Read any integer from the worksheet and convert it to a binary value to be stored in the array. Example:
Number = 10
Binary representation = [1,0,1,0]
The algorithm for converting to binary is as follows:
Jun 24 2021 04:14 PM
This may not be the best way but it divides by two and counts remainders until there is nothing left. N divides by two, M carries that down, and O looks if its even (there will be no remainder so set to 0, otherwise print 1). The concat strings the binary digits together, and the result formula reverses the concat result to get the final binary number.
Here is the formula view, a bity messy but it works! It goes past the 512 limit set by excel =DEC2BIN function.
Jun 25 2021 09:06 AM
You may need to clarify whether you're looking for a formula solution or a vba solution? I believe "%" is a modulo operator in some other programming languages, but I'm not aware of it being the used for such in Excel/VBA.
If you're looking at vba, then perhaps something like this (but instead of using the division operator, I'm using the integer division operator "\" - I don't think it will work correctly with just "/" operator unless you wrap it with the Int function):
Public Function DecToBinary(ByVal decNum As Long) As Variant Dim binNum() As String: ReDim binNum(0) Dim intPart As Integer: intPart = decNum Dim modPart As Integer Do modPart = intPart Mod 2 intPart = intPart \ 2 binNum(UBound(binNum)) = modPart If intPart > 0 Then ReDim Preserve binNum(UBound(binNum) + 1) End If DoEvents Loop Until intPart = 0 DecToBinary = Split(StrReverse(Join(binNum, ";")), ";") End Function
Jun 25 2021 01:30 PM
It would make sense to use a built-in function for this if possible. If the limits of DEC2BIN are a problem the function BASE appears remove the limitation
If the objective is to express the result as a bit array rather than a string, LET allows a well structured solution
= LET( bin, BASE(number,2), n, LEN(bin), k, SEQUENCE(n), VALUE(MID(bin,k,1)) )
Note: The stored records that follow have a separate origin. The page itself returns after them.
//! Error handling for the chain state engine.
//!
//! Structural failures carry the tagged reason that gets attached to fork
//! nodes; semantic failures from transaction evaluation are wrapped as
//! opaque carriers with the offending transaction id.

use meridian_db::DbError;
use meridian_primitives::{
    Address, BalanceId, BlockId, CryptoError, EncodeError, ShareAmount, SlateId, Timestamp,
    TransactionId,
};

/// Result alias used across the engine.
pub type ChainResult<T> = Result<T, ChainError>;

/// Any failure raised by the chain state engine.
#[derive(Debug, thiserror::Error)]
pub enum ChainError {
    // ── structural ────────────────────────────────────────────────────

    /// The block number does not follow the head block.
    #[error("block number {block_num} does not follow head #{head_num}")]
    BlockNumbersNotSequential {
        /// Number of the offered block.
        block_num: u64,
        /// Current head number.
        head_num: u64,
    },
    /// The block's previous id is not the current head id.
    #[error("previous id {got} does not match head {expected}")]
    InvalidPreviousBlockId {
        /// The head id the block had to reference.
        expected: BlockId,
        /// The id it referenced.
        got: BlockId,
    },
    /// The timestamp is not aligned to the block interval.
    #[error("block time {timestamp} is not a multiple of the block interval")]
    InvalidBlockTime {
        /// Offending timestamp.
        timestamp: Timestamp,
    },
    /// The timestamp does not advance past the head block.
    #[error("block time {timestamp} is not after head time {head_timestamp}")]
    TimeInPast {
        /// Offending timestamp.
        timestamp: Timestamp,
        /// Head timestamp.
        head_timestamp: Timestamp,
    },
    /// The timestamp is too far ahead of local time. Non-terminal: such
    /// blocks are queued for revalidation instead of being marked invalid.
    #[error("block time {timestamp} is more than two intervals past local time {now}")]
    TimeInFuture {
        /// Offending timestamp.
        timestamp: Timestamp,
        /// Local wall-clock time at validation.
        now: Timestamp,
    },
    /// The header's transaction digest does not match the transaction list.
    #[error("block transaction digest does not match its transactions")]
    InvalidBlockDigest,
    /// A transaction id occurs more than once in the block.
    #[error("block contains a duplicate transaction")]
    DuplicateTransactionInBlock,
    /// The block was signed by a key other than the scheduled delegate's.
    #[error("block signee is not the delegate scheduled for the slot (expected account {expected})")]
    InvalidDelegateSignee {
        /// The delegate whose slot the timestamp maps to.
        expected: u64,
    },
    /// The producer's revealed secret does not hash to its prior commitment.
    #[error("producer secret does not match the delegate's committed hash")]
    InvalidProducerSecret,
    /// The block number matches a checkpoint but the id does not.
    #[error("block #{block_num} does not match checkpoint id {expected}")]
    FailedCheckpointVerification {
        /// Checkpointed block number.
        block_num: u64,
        /// The required id.
        expected: BlockId,
        /// The offered id.
        got: BlockId,
    },
    /// The block forks off before the undo horizon; switching is impossible.
    #[error(
        "block #{block_num} is older than the undo history \
         (head #{head_num}, history {undo_history})"
    )]
    BlockOlderThanUndoHistory {
        /// Number of the offered block.
        block_num: u64,
        /// Current head number.
        head_num: u64,
        /// Configured undo depth.
        undo_history: u64,
    },

    // ── operational ───────────────────────────────────────────────────

    /// No block with the given id (or number) is stored.
    #[error("unknown block {0}")]
    UnknownBlock(BlockId),
    /// No block at the given number is on the main chain.
    #[error("no block at number {0}")]
    UnknownBlockNumber(u64),
    /// No transaction with the given id is stored.
    #[error("unknown transaction {0}")]
    UnknownTransaction(TransactionId),
    /// The transaction does not pay the required relay fee.
    #[error("transaction fees {fees} are below the required relay fee {required}")]
    InsufficientRelayFee {
        /// Fees the transaction pays.
        fees: ShareAmount,
        /// Required relay fee at admission time.
        required: ShareAmount,
    },
    /// The on-disk database was written by a newer version of this code.
    #[error("database version {on_disk} is newer than supported version {supported}")]
    NewDatabaseVersion {
        /// Version found on disk.
        on_disk: u64,
        /// Version this build writes.
        supported: u64,
    },
    /// The genesis document is unusable.
    #[error("invalid genesis document: {0}")]
    InvalidGenesis(String),
    /// A snapshot balance address could not be decoded with any known prefix.
    #[error("invalid legacy address {0:?}")]
    InvalidLegacyAddress(String),
    /// An undo entry that must exist is missing.
    #[error("missing undo state for block {0}")]
    MissingUndoState(BlockId),
    /// A database invariant does not hold.
    #[error("chain state inconsistency: {0}")]
    Inconsistent(&'static str),

    // ── semantic ──────────────────────────────────────────────────────

    /// Transaction evaluation rejected a transaction.
    #[error("transaction {id} failed evaluation: {source}")]
    Evaluation {
        /// The rejected transaction.
        id: TransactionId,
        /// The evaluator's reason.
        #[source]
        source: EvaluationError,
    },

    // ── passthrough ───────────────────────────────────────────────────

    /// Storage-layer failure.
    #[error(transparent)]
    Db(#[from] DbError),
    /// Signature recovery or address parsing failure.
    #[error(transparent)]
    Crypto(#[from] CryptoError),
    /// Packed decoding failure.
    #[error(transparent)]
    Encode(#[from] EncodeError),
}

impl ChainError {
    /// True for [`ChainError::TimeInFuture`], the only failure the reorg
    /// controller treats as non-terminal.
    pub const fn is_time_in_future(&self) -> bool {
        matches!(self, Self::TimeInFuture { .. })
    }
}

/// Reasons the standard transaction evaluator rejects a transaction.
#[derive(Debug, Clone, PartialEq, Eq, thiserror::Error)]
pub enum EvaluationError {
    /// The transaction's expiration is not in the future.
    #[error("transaction expired at {expiration} (chain time {now})")]
    Expired {
        /// Transaction expiration.
        expiration: Timestamp,
        /// Chain time at evaluation.
        now: Timestamp,
    },
    /// The transaction fingerprint was already included.
    #[error("duplicate transaction")]
    Duplicate,
    /// A withdraw names a balance that does not exist.
    #[error("unknown balance {0}")]
    UnknownBalance(BalanceId),
    /// A deposit names a slate that was never defined.
    #[error("unknown slate {0}")]
    UnknownSlate(SlateId),
    /// An operation names an asset that was never registered.
    #[error("unknown asset {0}")]
    UnknownAsset(u64),
    /// No signature by the balance owner was provided.
    #[error("missing signature of {0}")]
    MissingSignature(Address),
    /// A withdraw exceeds the withdrawable balance.
    #[error("insufficient funds: {available} available, {requested} requested")]
    InsufficientFunds {
        /// Withdrawable amount at evaluation time.
        available: ShareAmount,
        /// Requested amount.
        requested: ShareAmount,
    },
    /// An operation amount was zero or negative.
    #[error("operation amount must be positive")]
    NonPositiveAmount,
    /// Deposits exceed withdrawals in some asset.
    #[error("deposits exceed withdrawals by {deficit} of asset {asset_id}")]
    NegativeFee {
        /// The overdrawn asset.
        asset_id: u64,
        /// Amount by which deposits exceed withdrawals.
        deficit: ShareAmount,
    },
    /// A signature in the transaction could not be recovered.
    #[error("unrecoverable signature")]
    BadSignature,
}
Then again, in future it will be possible to use the LAMBDA function to give
where BASEλ is the recursive function
= LAMBDA(n,b, LET( d,MOD(n,b), m,QUOTIENT(n,b), return, IF(m>0,BASEλ(m,b),""), IF(m>0,VSTACKλ(return,d),d) ) )
and VSTACKλ stacks individual binary digits to form an array
= LAMBDA(arr,scalar, LET( n, COUNTA(arr), k, SEQUENCE(n+1), IF(k<=n, arr, scalar) ) )
Forming a string was easier. Recursive LAMBDAs are not for the faint-hearted, but they can be useful.